• [WHAT TO WORK ON]:
Of the lines below, copy those that hold the word "SIGINT".

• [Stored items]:
━━━━━━━━
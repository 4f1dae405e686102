//! Leverage Receiver
//!
//! Flash-borrows `capital * (leverage - 1)` to deposit alongside the
//! user's own capital in a stacking vault. The vault side is off-ledger
//! here; the receiver tracks operations and repays from its balance.
//!
//! ## Benefit model
//!
//! ```text
//! total_capital     = user_capital * leverage
//! flash_loan_amount = user_capital * (leverage - 1)
//! gross_yield       = total_capital * vault_apy_bps / 10_000
//! flash_cost        = flash_loan_amount * flash_fee_bp / 10_000
//! net_apy_bps       = (gross_yield - flash_cost) * 10_000 / user_capital
//! apy_boost         = net_apy_bps - vault_apy_bps
//! ```

use borsh::{BorshDeserialize, BorshSerialize};
use serde::{Deserialize, Serialize};

use flashstack_common::{
    constants::fees::BPS_DENOMINATOR, CallbackContext, CallbackReceipt, FlashReceiver,
    FlashStackResult, Principal,
};

/// Result of `calculate_leverage_benefit`
#[derive(Debug, Clone, Copy, PartialEq, Eq, Serialize, Deserialize, BorshSerialize, BorshDeserialize)]
pub struct LeverageBenefit {
    pub user_capital: u64,
    pub leverage: u64,
    pub total_capital: u64,
    pub flash_loan_amount: u64,
    pub gross_yield: u64,
    pub flash_cost: u64,
    pub net_apy_bps: u64,
    pub apy_boost: u64,
    pub profitable: bool,
}

fn clamp(value: u128) -> u64 {
    value.min(u64::MAX as u128) as u64
}

/// Project the yield of a leveraged vault position. Pure.
pub fn calculate_leverage_benefit(
    user_capital: u64,
    leverage: u64,
    vault_apy_bps: u64,
    flash_fee_bp: u64,
) -> LeverageBenefit {
    let capital = user_capital as u128;
    let denominator = BPS_DENOMINATOR as u128;

    let total_capital = capital * leverage as u128;
    let flash_loan_amount = capital * leverage.saturating_sub(1) as u128;
    let gross_yield = total_capital * vault_apy_bps as u128 / denominator;
    let flash_cost = flash_loan_amount * flash_fee_bp as u128 / denominator;

    let net_apy_bps = if capital == 0 {
        0
    } else {
        gross_yield.saturating_sub(flash_cost) * denominator / capital
    };
    let apy_boost = if capital == 0 {
        0
    } else {
        net_apy_bps.saturating_sub(vault_apy_bps as u128)
    };

    LeverageBenefit {
        user_capital,
        leverage,
        total_capital: clamp(total_capital),
        flash_loan_amount: clamp(flash_loan_amount),
        gross_yield: clamp(gross_yield),
        flash_cost: clamp(flash_cost),
        net_apy_bps: clamp(net_apy_bps),
        apy_boost: clamp(apy_boost),
        profitable: apy_boost > 0,
    }
}

/// Running totals, only advanced by settled callbacks
#[derive(Debug, Clone, Copy, Default, PartialEq, Eq, Serialize, Deserialize, BorshSerialize, BorshDeserialize)]
pub struct LeverageStats {
    pub total_operations: u64,
    pub total_volume: u64,
}

#[derive(Debug, Clone, PartialEq, Eq)]
pub struct LeverageReceiver {
    owner: Principal,
    stats: LeverageStats,
}

impl LeverageReceiver {
    pub fn new(owner: Principal) -> Self {
        Self {
            owner,
            stats: LeverageStats::default(),
        }
    }

    pub fn get_owner(&self) -> Principal {
        self.owner
    }

    pub fn get_stats(&self) -> LeverageStats {
        self.stats
    }
}

impl FlashReceiver for LeverageReceiver {
    fn execute_flash(
        &mut self,
        ctx: &mut CallbackContext<'_>,
        amount: u64,
        _fee: u64,
    ) -> FlashStackResult<CallbackReceipt> {
        self.stats.total_operations = self.stats.total_operations.saturating_add(1);
        self.stats.total_volume = self.stats.total_volume.saturating_add(amount);
        Ok(CallbackReceipt::repaid(ctx.balance()))
    }
}
use crate::exec::ExitOutcome;
use std::env as stdenv;
use std::path::PathBuf;

/// Mutable, interpreter-level view of the process state shared between
/// the prompt loop and the built-in commands.
///
/// The environment contains:
/// - `current_dir`: the working directory commands run in.
/// - `last_status`: the decoded outcome of the most recent foreground
///   command. Background outcomes never land here.
/// - `should_exit`: a flag the prompt loop checks to know when to
///   terminate.
///
/// Note: fields are public for simplicity to keep the crate small.
#[derive(Debug, Clone)]
pub struct Environment {
    /// The current working directory for command execution.
    pub current_dir: PathBuf,
    /// Outcome of the last foreground command; `exit value 0` before any
    /// foreground command has run.
    pub last_status: ExitOutcome,
    /// When set to true, indicates that the interactive loop should exit.
    pub should_exit: bool,
}

impl Environment {
    /// Capture the current process state into a new `Environment`.
    ///
    /// `current_dir` is initialized from `std::env::current_dir()`;
    /// `last_status` starts as a clean exit and `should_exit` as false.
    pub fn new() -> Self {
        let current_dir = stdenv::current_dir().unwrap_or_else(|_| PathBuf::from("."));
        Self {
            current_dir,
            last_status: ExitOutcome::Exited(0),
            should_exit: false,
        }
    }

    /// Get the value of a process environment variable.
    pub fn var(&self, key: &str) -> Option<String> {
        stdenv::var(key).ok()
    }

    /// The home directory, per the `HOME` environment variable.
    pub fn home(&self) -> Option<String> {
        self.var("HOME")
    }
}

impl Default for Environment {
    fn default() -> Self {
        Self::new()
    }
}

#[cfg(test)]
mod tests {
    use super::*;

    #[test]
    fn test_fresh_environment_defaults() {
        let env = Environment::new();
        assert_eq!(env.last_status, ExitOutcome::Exited(0));
        assert!(!env.should_exit);
    }

    #[test]
    fn test_env_reads_from_process_env() {
        let env = Environment::new();
        assert!(env.var("PATH").is_some());
    }

    #[test]
    fn test_home_matches_process_env() {
        let env = Environment::new();
        assert_eq!(env.home(), std::env::var("HOME").ok());
    }
}
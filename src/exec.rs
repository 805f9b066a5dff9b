use crate::command::Command;
use anyhow::{Context, Result};
use nix::errno::Errno;
use nix::fcntl::{OFlag, open};
use nix::libc;
use nix::sys::signal::{SigHandler, Signal, signal};
use nix::sys::stat::Mode;
use nix::sys::wait::{WaitStatus, waitpid};
use nix::unistd::{ForkResult, Pid, close, dup2, execvp, fork};
use std::ffi::{CStr, CString};
use std::fmt;
use std::os::fd::RawFd;
use std::path::Path;
use tracing::debug;

/// Decoded termination status of a child process.
///
/// This is the value reported by the `status` builtin for foreground
/// commands and by the completion notices for reaped background jobs.
#[derive(Debug, Clone, Copy, PartialEq, Eq)]
pub enum ExitOutcome {
    /// The process exited normally with the given code.
    Exited(i32),
    /// The process was terminated by the given signal number.
    Signaled(i32),
}

impl ExitOutcome {
    /// Decode a raw wait status. Returns `None` for statuses that do not
    /// represent termination (e.g. a stopped process).
    pub fn from_wait_status(status: &WaitStatus) -> Option<Self> {
        match status {
            WaitStatus::Exited(_, code) => Some(ExitOutcome::Exited(*code)),
            WaitStatus::Signaled(_, sig, _) => Some(ExitOutcome::Signaled(*sig as i32)),
            _ => None,
        }
    }
}

impl fmt::Display for ExitOutcome {
    fn fmt(&self, f: &mut fmt::Formatter<'_>) -> fmt::Result {
        match self {
            ExitOutcome::Exited(code) => write!(f, "exit value {}", code),
            ExitOutcome::Signaled(sig) => write!(f, "terminated by signal {}", sig),
        }
    }
}

/// Result of handing a [`Command`] to [`execute`].
#[derive(Debug, Clone, Copy, PartialEq, Eq)]
pub enum Spawned {
    /// The child ran in the foreground and has already terminated.
    Foreground(ExitOutcome),
    /// The child is running in the background under the given pid.
    /// The caller is expected to register it with the job registry.
    Background(Pid),
}

/// Spawn `cmd` as a child process, honoring redirection and the
/// background marker.
///
/// `foreground_only` overrides `cmd.background` for this invocation only;
/// the stored flag is left untouched so each execution re-evaluates the
/// current mode.
///
/// Redirection files are opened in the parent before forking: an
/// unopenable file aborts the command without spawning anything. A
/// foreground child has its default interrupt disposition restored before
/// its image is replaced, so the interrupt key still reaches it even
/// though the interpreter itself ignores that signal. Exec failure (bad
/// or non-executable name) is fatal to the child only, which exits with
/// a distinct code the parent observes as a normal termination.
pub fn execute(cmd: &Command, foreground_only: bool) -> Result<Spawned> {
    let background = cmd.background && !foreground_only;

    // Converting the argument vector up front keeps every fallible
    // allocation on the parent side of the fork.
    let program = CString::new(cmd.name.as_str())
        .with_context(|| format!("{}: name contains a NUL byte", cmd.name))?;
    let args: Vec<CString> = cmd
        .args
        .iter()
        .map(|a| CString::new(a.as_str()))
        .collect::<Result<_, _>>()
        .with_context(|| format!("{}: argument contains a NUL byte", cmd.name))?;

    let (input, output) = open_redirects(cmd)?;

    debug!(name = %cmd.name, background, "spawning child");
    match unsafe { fork() } {
        Ok(ForkResult::Child) => run_child(&cmd.name, &program, &args, background, input, output),
        Ok(ForkResult::Parent { child }) => {
            close_both(input, output);
            if background {
                Ok(Spawned::Background(child))
            } else {
                Ok(Spawned::Foreground(wait_foreground(child)?))
            }
        }
        Err(err) => {
            close_both(input, output);
            Err(anyhow::Error::new(err).context("fork failed"))
        }
    }
}

/// Open the redirection targets named by `cmd`, if any.
///
/// The input file is opened read-only; the output file is created or
/// truncated with mode 0644. On failure every descriptor opened so far is
/// closed again and the error is returned, so no child is ever spawned
/// with a half-applied redirection.
fn open_redirects(cmd: &Command) -> Result<(Option<RawFd>, Option<RawFd>)> {
    let input = match &cmd.input_path {
        Some(path) => Some(
            open(Path::new(path), OFlag::O_RDONLY, Mode::empty())
                .with_context(|| format!("cannot open {} for input", path))?,
        ),
        None => None,
    };

    let output = match &cmd.output_path {
        Some(path) => {
            let flags = OFlag::O_WRONLY | OFlag::O_CREAT | OFlag::O_TRUNC;
            match open(Path::new(path), flags, Mode::from_bits_truncate(0o644)) {
                Ok(fd) => Some(fd),
                Err(err) => {
                    if let Some(fd) = input {
                        let _ = close(fd);
                    }
                    return Err(anyhow::Error::new(err)
                        .context(format!("cannot open {} for output", path)));
                }
            }
        }
        None => None,
    };

    Ok((input, output))
}

fn close_both(input: Option<RawFd>, output: Option<RawFd>) {
    if let Some(fd) = input {
        let _ = close(fd);
    }
    if let Some(fd) = output {
        let _ = close(fd);
    }
}

/// Child-side setup between `fork` and `execvp`. Never returns.
///
/// Failures here are reported on the child's own stderr and terminate the
/// child alone: exit code 1 for redirection problems, 2 when the program
/// image could not be loaded. The parent observes either as an ordinary
/// nonzero termination.
fn run_child(
    name: &str,
    program: &CStr,
    args: &[CString],
    background: bool,
    input: Option<RawFd>,
    output: Option<RawFd>,
) -> ! {
    // The interpreter ignores SIGINT for itself; a foreground child must
    // be interruptible again, and an ignored disposition would survive
    // the coming exec.
    if !background {
        let _ = unsafe { signal(Signal::SIGINT, SigHandler::SigDfl) };
    }

    if let Some(fd) = input {
        if dup2(fd, libc::STDIN_FILENO).is_err() {
            eprintln!("{}: cannot redirect standard input", name);
            unsafe { libc::_exit(1) };
        }
        let _ = close(fd);
    }

    if let Some(fd) = output {
        if dup2(fd, libc::STDOUT_FILENO).is_err() {
            eprintln!("{}: cannot redirect standard output", name);
            unsafe { libc::_exit(1) };
        }
        let _ = close(fd);
    }

    // On success execvp does not return.
    let err = execvp(program, args).unwrap_err();
    eprintln!("{}: {}", name, err.desc());
    unsafe { libc::_exit(2) };
}

/// Block until exactly `pid` terminates and decode how it went.
///
/// The wait targets the pid just spawned, never `-1`, so background
/// children are left for the registry to reap.
fn wait_foreground(pid: Pid) -> Result<ExitOutcome> {
    loop {
        match waitpid(pid, None) {
            Ok(status) => {
                if let Some(outcome) = ExitOutcome::from_wait_status(&status) {
                    debug!(%pid, ?outcome, "foreground child finished");
                    return Ok(outcome);
                }
                // Stopped or continued; keep waiting for termination.
            }
            Err(Errno::EINTR) => continue,
            Err(err) => {
                return Err(anyhow::Error::new(err).context(format!("waitpid({}) failed", pid)));
            }
        }
    }
}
━━━━━━━━
• [EXERCISE RESPONSE]:
    // The interpreter ignores SIGINT for itself; a foreground child must
        let _ = unsafe { signal(Signal::SIGINT, SigHandler::SigDfl) };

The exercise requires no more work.